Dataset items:
▬▬▬▬▬▬
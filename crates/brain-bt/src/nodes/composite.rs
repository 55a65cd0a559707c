use brain_core::{EntityId, Memory, TickContext, WorldMut};

use crate::bt::{BehaviorNode, NodeStatus};
use crate::stack::ResumptionStack;
use crate::tree::TreeError;

/// Pop the index this composite should resume at.
///
/// An index equal to `len` is the marker a composite leaves after all of its children
/// resolved, and wraps back to 0. Anything larger means the stack was written by a different
/// tree shape; it is wrapped as well, but that recovery is not something to rely on.
fn resume_index(stack: &mut ResumptionStack, len: usize, name: &str) -> usize {
    let Some(index) = stack.pop() else {
        return 0;
    };
    if len == 0 {
        return 0;
    }
    if index > len {
        tracing::warn!(
            node = name,
            index,
            children = len,
            "resumption stack does not match tree shape"
        );
    }
    index % len
}

fn init_children<W>(name: &str, children: &mut [Box<dyn BehaviorNode<W>>]) -> Result<(), TreeError>
where
    W: WorldMut + 'static,
{
    if children.is_empty() {
        return Err(TreeError::EmptyComposite {
            node: name.to_owned(),
        });
    }
    for child in children.iter_mut() {
        child.init()?;
    }
    Ok(())
}

/// Resumable AND over children.
///
/// Children run left to right; several may resolve within one tick. A Running child stops
/// the pass and is the first child visited on the next tick.
pub struct Sequence<W>
where
    W: WorldMut + 'static,
{
    name: String,
    children: Vec<Box<dyn BehaviorNode<W>>>,
}

impl<W> Sequence<W>
where
    W: WorldMut + 'static,
{
    pub fn new(children: Vec<Box<dyn BehaviorNode<W>>>) -> Self {
        Self {
            name: "Sequence".to_owned(),
            children,
        }
    }

    pub fn named(mut self, name: impl Into<String>) -> Self {
        self.name = name.into();
        self
    }

    pub fn len(&self) -> usize {
        self.children.len()
    }

    pub fn is_empty(&self) -> bool {
        self.children.is_empty()
    }
}

impl<W> BehaviorNode<W> for Sequence<W>
where
    W: WorldMut + 'static,
{
    fn act(
        &self,
        ctx: &TickContext,
        entity: EntityId,
        world: &mut W,
        memory: &mut Memory,
        stack: &mut ResumptionStack,
    ) -> NodeStatus {
        let len = self.children.len();
        let mut i = resume_index(stack, len, &self.name);

        let mut status = NodeStatus::Failure;
        while i < len {
            status = self.children[i].act(ctx, entity, world, memory, stack);
            match status {
                NodeStatus::Failure => {
                    // Anything deeper on the stack belongs to a superseded traversal.
                    stack.clear();
                    i = 0;
                    break;
                }
                NodeStatus::Success => {
                    stack.clear();
                    i += 1;
                }
                NodeStatus::Running => break,
            }
        }

        stack.push(i);
        status
    }

    fn init(&mut self) -> Result<(), TreeError> {
        init_children(&self.name, &mut self.children)
    }

    fn required_keys(&self, keys: &mut Vec<String>) {
        for child in &self.children {
            child.required_keys(keys);
        }
    }

    fn name(&self) -> &str {
        &self.name
    }

    fn describe_traversal(&self, stack: &mut ResumptionStack) -> String {
        let i = stack.pop().unwrap_or(0);
        match self.children.get(i) {
            Some(child) => format!("{} (Sequence)\n{}", self.name, child.describe_traversal(stack)),
            None => format!("{} (Sequence) all succeeded", self.name),
        }
    }
}

/// Resumable OR over children: the first child to succeed wins.
pub struct Selector<W>
where
    W: WorldMut + 'static,
{
    name: String,
    children: Vec<Box<dyn BehaviorNode<W>>>,
}

impl<W> Selector<W>
where
    W: WorldMut + 'static,
{
    pub fn new(children: Vec<Box<dyn BehaviorNode<W>>>) -> Self {
        Self {
            name: "Selector".to_owned(),
            children,
        }
    }

    pub fn named(mut self, name: impl Into<String>) -> Self {
        self.name = name.into();
        self
    }

    pub fn len(&self) -> usize {
        self.children.len()
    }

    pub fn is_empty(&self) -> bool {
        self.children.is_empty()
    }
}

impl<W> BehaviorNode<W> for Selector<W>
where
    W: WorldMut + 'static,
{
    fn act(
        &self,
        ctx: &TickContext,
        entity: EntityId,
        world: &mut W,
        memory: &mut Memory,
        stack: &mut ResumptionStack,
    ) -> NodeStatus {
        let len = self.children.len();
        let mut i = resume_index(stack, len, &self.name);

        let mut status = NodeStatus::Failure;
        while i < len {
            status = self.children[i].act(ctx, entity, world, memory, stack);
            match status {
                NodeStatus::Success => {
                    stack.clear();
                    i = 0;
                    break;
                }
                NodeStatus::Failure => {
                    stack.clear();
                    i += 1;
                }
                NodeStatus::Running => break,
            }
        }

        stack.push(i);
        status
    }

    fn init(&mut self) -> Result<(), TreeError> {
        init_children(&self.name, &mut self.children)
    }

    fn required_keys(&self, keys: &mut Vec<String>) {
        for child in &self.children {
            child.required_keys(keys);
        }
    }

    fn name(&self) -> &str {
        &self.name
    }

    fn describe_traversal(&self, stack: &mut ResumptionStack) -> String {
        let i = stack.pop().unwrap_or(0);
        match self.children.get(i) {
            Some(child) => format!("{} (Selector)\n{}", self.name, child.describe_traversal(stack)),
            None => format!("{} (Selector) all failed", self.name),
        }
    }
}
▬▬▬▬▬▬
- [Description of the task]: Restate the data exactly, keeping every line intact.

- [Written solution]:
filename crates/brain-bt/src/nodes/composite.rs
repository 55a65cd0a559707c
use brain_core::{EntityId, Memory, TickContext, WorldMut};

use crate::bt::{BehaviorNode, NodeStatus};
use crate::stack::ResumptionStack;
use crate::tree::TreeError;

/// Pop the index this composite should resume at.
///
/// An index equal to `len` is the marker a composite leaves after all of its children
/// resolved, and wraps back to 0. Anything larger means the stack was written by a different
/// tree shape; it is wrapped as well, but that recovery is not something to rely on.
fn resume_index(stack: &mut ResumptionStack, len: usize, name: &str) -> usize {
    let Some(index) = stack.pop() else {
        return 0;
    };
    if len == 0 {
        return 0;
    }
    if index > len {
        tracing::warn!(
            node = name,
            index,
            children = len,
            "resumption stack does not match tree shape"
        );
    }
    index % len
}

fn init_children<W>(name: &str, children: &mut [Box<dyn BehaviorNode<W>>]) -> Result<(), TreeError>
where
    W: WorldMut + 'static,
{
    if children.is_empty() {
        return Err(TreeError::EmptyComposite {
            node: name.to_owned(),
        });
    }
    for child in children.iter_mut() {
        child.init()?;
    }
    Ok(())
}

/// Resumable AND over children.
///
/// Children run left to right; several may resolve within one tick. A Running child stops
/// the pass and is the first child visited on the next tick.
pub struct Sequence<W>
where
    W: WorldMut + 'static,
{
    name: String,
    children: Vec<Box<dyn BehaviorNode<W>>>,
}

impl<W> Sequence<W>
where
    W: WorldMut + 'static,
{
    pub fn new(children: Vec<Box<dyn BehaviorNode<W>>>) -> Self {
        Self {
            name: "Sequence".to_owned(),
            children,
        }
    }

    pub fn named(mut self, name: impl Into<String>) -> Self {
        self.name = name.into();
        self
    }

    pub fn len(&self) -> usize {
        self.children.len()
    }

    pub fn is_empty(&self) -> bool {
        self.children.is_empty()
    }
}

impl<W> BehaviorNode<W> for Sequence<W>
where
    W: WorldMut + 'static,
{
    fn act(
        &self,
        ctx: &TickContext,
        entity: EntityId,
        world: &mut W,
        memory: &mut Memory,
        stack: &mut ResumptionStack,
    ) -> NodeStatus {
        let len = self.children.len();
        let mut i = resume_index(stack, len, &self.name);

        let mut status = NodeStatus::Failure;
        while i < len {
            status = self.children[i].act(ctx, entity, world, memory, stack);
            match status {
                NodeStatus::Failure => {
                    // Anything deeper on the stack belongs to a superseded traversal.
                    stack.clear();
                    i = 0;
                    break;
                }
                NodeStatus::Success => {
                    stack.clear();
                    i += 1;
                }
                NodeStatus::Running => break,
            }
        }

        stack.push(i);
        status
    }

    fn init(&mut self) -> Result<(), TreeError> {
        init_children(&self.name, &mut self.children)
    }

    fn required_keys(&self, keys: &mut Vec<String>) {
        for child in &self.children {
            child.required_keys(keys);
        }
    }

    fn name(&self) -> &str {
        &self.name
    }

    fn describe_traversal(&self, stack: &mut ResumptionStack) -> String {
        let i = stack.pop().unwrap_or(0);
        match self.children.get(i) {
            Some(child) => format!("{} (Sequence)\n{}", self.name, child.describe_traversal(stack)),
            None => format!("{} (Sequence) all succeeded", self.name),
        }
    }
}

/// Resumable OR over children: the first child to succeed wins.
pub struct Selector<W>
where
    W: WorldMut + 'static,
{
    name: String,
    children: Vec<Box<dyn BehaviorNode<W>>>,
}

impl<W> Selector<W>
where
    W: WorldMut + 'static,
{
    pub fn new(children: Vec<Box<dyn BehaviorNode<W>>>) -> Self {
        Self {
            name: "Selector".to_owned(),
            children,
        }
    }

    pub fn named(mut self, name: impl Into<String>) -> Self {
        self.name = name.into();
        self
    }

    pub fn len(&self) -> usize {
        self.children.len()
    }

    pub fn is_empty(&self) -> bool {
        self.children.is_empty()
    }
}

impl<W> BehaviorNode<W> for Selector<W>
where
    W: WorldMut + 'static,
{
    fn act(
        &self,
        ctx: &TickContext,
        entity: EntityId,
        world: &mut W,
        memory: &mut Memory,
        stack: &mut ResumptionStack,
    ) -> NodeStatus {
        let len = self.children.len();
        let mut i = resume_index(stack, len, &self.name);

        let mut status = NodeStatus::Failure;
        while i < len {
            status = self.children[i].act(ctx, entity, world, memory, stack);
            match status {
                NodeStatus::Success => {
                    stack.clear();
                    i = 0;
                    break;
                }
                NodeStatus::Failure => {
                    stack.clear();
                    i += 1;
                }
                NodeStatus::Running => break,
            }
        }

        stack.push(i);
        status
    }

    fn init(&mut self) -> Result<(), TreeError> {
        init_children(&self.name, &mut self.children)
    }

    fn required_keys(&self, keys: &mut Vec<String>) {
        for child in &self.children {
            child.required_keys(keys);
        }
    }

    fn name(&self) -> &str {
        &self.name
    }

    fn describe_traversal(&self, stack: &mut ResumptionStack) -> String {
        let i = stack.pop().unwrap_or(0);
        match self.children.get(i) {
            Some(child) => format!("{} (Selector)\n{}", self.name, child.describe_traversal(stack)),
            None => format!("{} (Selector) all failed", self.name),
        }
    }
}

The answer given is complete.